The federal government in Berlin has repeatedly slashed its growth forecasts for 2019, most recently pencilling in full-year growth of 0.5 percent in April.
Many think-tanks and organisations like the International Monetary Fund (IMF) have also cut expectations, although they remain less cautious than the economy ministry.
- Domestic strength, foreign weakness -
A global growth slowdown and trade tensions between the US, China and Europe have burdened German industry
Destatis, responsible for collecting the GDP data, said first-quarter growth matched a pattern seen over the past year.
Construction and consumer spending enabled by historically low unemployment remained the driving forces, while business invested in new equipment.
On the other hand, government spending fell back slightly and there were “mixed signals” from foreign trade, the statisticians said.
A global growth slowdown and trade tensions between the United States, China and the European Union have burdened German industry, much of which is oriented towards export markets.
On the positive side, a battery of one-off factors that braked the economy last year have faded, including tough new car emissions tests and low water on major rivers used for freight.
But other short-term effects could be responsible for buoying growth in early 2018 and be equally destined to wash out in the coming months, said Berenberg economist Florian Hense.
Unusually warm weather lifted construction, Easter holidays fell in the second rather than the first quarter, and tax changes that bit early in the year favoured higher household spending.
Looking ahead, “downside risks loom large” to any eurozone recovery over the remainder of the year, Hense said.
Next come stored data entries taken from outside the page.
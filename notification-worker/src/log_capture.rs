//! Collects formatted tracing output in memory for assertions.

use std::io;
use std::sync::{Arc, Mutex};

use tracing::subscriber::DefaultGuard;

/// Shared buffer the fmt layer writes into.
#[derive(Clone, Default)]
pub struct CapturedLogs(Arc<Mutex<Vec<u8>>>);

impl CapturedLogs {
    /// Install a thread-local subscriber writing into a fresh buffer.
    ///
    /// Events are only captured while the returned guard is alive.
    pub fn install() -> (Self, DefaultGuard) {
        let logs = Self::default();
        let writer = logs.clone();
        let subscriber = tracing_subscriber::fmt()
            .with_ansi(false)
            .with_max_level(tracing::Level::DEBUG)
            .with_writer(move || writer.clone())
            .finish();
        let guard = tracing::subscriber::set_default(subscriber);
        (logs, guard)
    }

    pub fn contents(&self) -> String {
        String::from_utf8_lossy(&self.0.lock().unwrap()).into_owned()
    }

    /// Lines belonging to the named event.
    pub fn events(&self, name: &str) -> Vec<String> {
        self.contents()
            .lines()
            .filter(|line| line.contains(name))
            .map(str::to_owned)
            .collect()
    }
}

impl io::Write for CapturedLogs {
    fn write(&mut self, buf: &[u8]) -> io::Result<usize> {
        self.0.lock().unwrap().extend_from_slice(buf);
        Ok(buf.len())
    }

    fn flush(&mut self) -> io::Result<()> {
        Ok(())
    }
}
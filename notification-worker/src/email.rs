//! Email delivery capability used by notification handlers.
//!
//! `SmtpEmailSender` talks to an SMTP relay through lettre's tokio transport.
//! When email is disabled in configuration it accepts every message without
//! touching the network, so handlers see a silent success.

use async_trait::async_trait;
use lettre::{
    message::{header::ContentType, Mailbox},
    transport::smtp::authentication::Credentials,
    AsyncSmtpTransport, AsyncTransport, Message, Tokio1Executor,
};
use thiserror::Error;
use tracing::{debug, info};

use crate::config::SmtpConfig;

/// Errors raised while sending an email.
#[derive(Debug, Error)]
pub enum EmailError {
    #[error("invalid email address [{address}]: {source}")]
    InvalidAddress {
        address: String,
        #[source]
        source: lettre::address::AddressError,
    },

    #[error("failed to build email message: {0}")]
    Build(#[from] lettre::error::Error),

    #[error("failed to send email: {0}")]
    Transport(#[from] lettre::transport::smtp::Error),
}

/// Sends a plain-text email.
#[cfg_attr(test, mockall::automock)]
#[async_trait]
pub trait EmailSender: Send + Sync {
    async fn send(&self, to: &str, subject: &str, body: &str) -> Result<(), EmailError>;
}

/// SMTP-backed email sender.
pub struct SmtpEmailSender {
    from: Mailbox,
    host: String,
    // None when sending is disabled
    transport: Option<AsyncSmtpTransport<Tokio1Executor>>,
}

impl SmtpEmailSender {
    /// Build a sender from SMTP settings.
    ///
    /// No connection is made here; lettre connects lazily on the first send.
    pub fn new(config: &SmtpConfig) -> Result<Self, EmailError> {
        let from = parse_mailbox(&config.from)?;

        let transport = if config.enabled {
            Some(build_transport(config)?)
        } else {
            None
        };

        Ok(Self {
            from,
            host: config.host.clone(),
            transport,
        })
    }

    /// Whether messages actually leave the process.
    pub fn is_enabled(&self) -> bool {
        self.transport.is_some()
    }
}

fn build_transport(config: &SmtpConfig) -> Result<AsyncSmtpTransport<Tokio1Executor>, EmailError> {
    let mut builder = if config.use_tls {
        AsyncSmtpTransport::<Tokio1Executor>::relay(&config.host)?.port(config.port)
    } else {
        // Plain transport for local relays such as Mailpit
        AsyncSmtpTransport::<Tokio1Executor>::builder_dangerous(&config.host).port(config.port)
    };

    if let (Some(username), Some(password)) = (&config.username, &config.password) {
        builder = builder.credentials(Credentials::new(username.clone(), password.clone()));
    }

    Ok(builder.build())
}

fn parse_mailbox(address: &str) -> Result<Mailbox, EmailError> {
    address
        .parse()
        .map_err(|source| EmailError::InvalidAddress {
            address: address.to_owned(),
            source,
        })
}

#[async_trait]
impl EmailSender for SmtpEmailSender {
    async fn send(&self, to: &str, subject: &str, body: &str) -> Result<(), EmailError> {
        let Some(transport) = &self.transport else {
            info!(to = %to, "email_disabled");
            return Ok(());
        };

        debug!(to = %to, subject = %subject, host = %self.host, "email_sending");

        let message = Message::builder()
            .from(self.from.clone())
            .to(parse_mailbox(to)?)
            .subject(subject)
            .header(ContentType::TEXT_PLAIN)
            .body(body.to_owned())?;

        transport.send(message).await?;

        info!(to = %to, "email_sent");
        Ok(())
    }
}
He pointed to a renewed escalation in US-China tensions and the failure of the EU and Britain to reach a divorce deal despite successive prolongations of Brexit talks.
“Even more so than for other economies, the trade talks between the US and China and the EU will determine the short- and medium-term outlook for Germany,” Hense predicted.
- ‘No complacency’ -
More broadly, “there is still no time or room for complacency” as “the economy still needs more investments, both from the public and private sectors,” especially in digital technology, training and infrastructure, ING’S Brzeski argued.
Ministers are currently battling over how much the state should intervene to pick economic winners, with economy minister Peter Altmaier offering up a government-led “industrial strategy” eyed suspiciously by finance minister Olaf Scholz and business groups.
With an ageing population, Germany fears “falling into the second division” among global economies, following the path of Japan in the 1990s, Der Spiegel magazine wrote this week.
Persistent scandals and upsets at industrial icons like Volkswagen, Bayer and Thyssenkrupp have contributed to the pessimistic mood.
And Germany has failed to bring forth any digital giant comparable with dominant Silicon Valley or Chinese firms.
Also dogging attempts to perk up the economy is the urgent need to do more to hit climate targets, after the country abandoned a goal to reduce greenhouse emissions by 40 percent by 2020 compared with 1990 levels.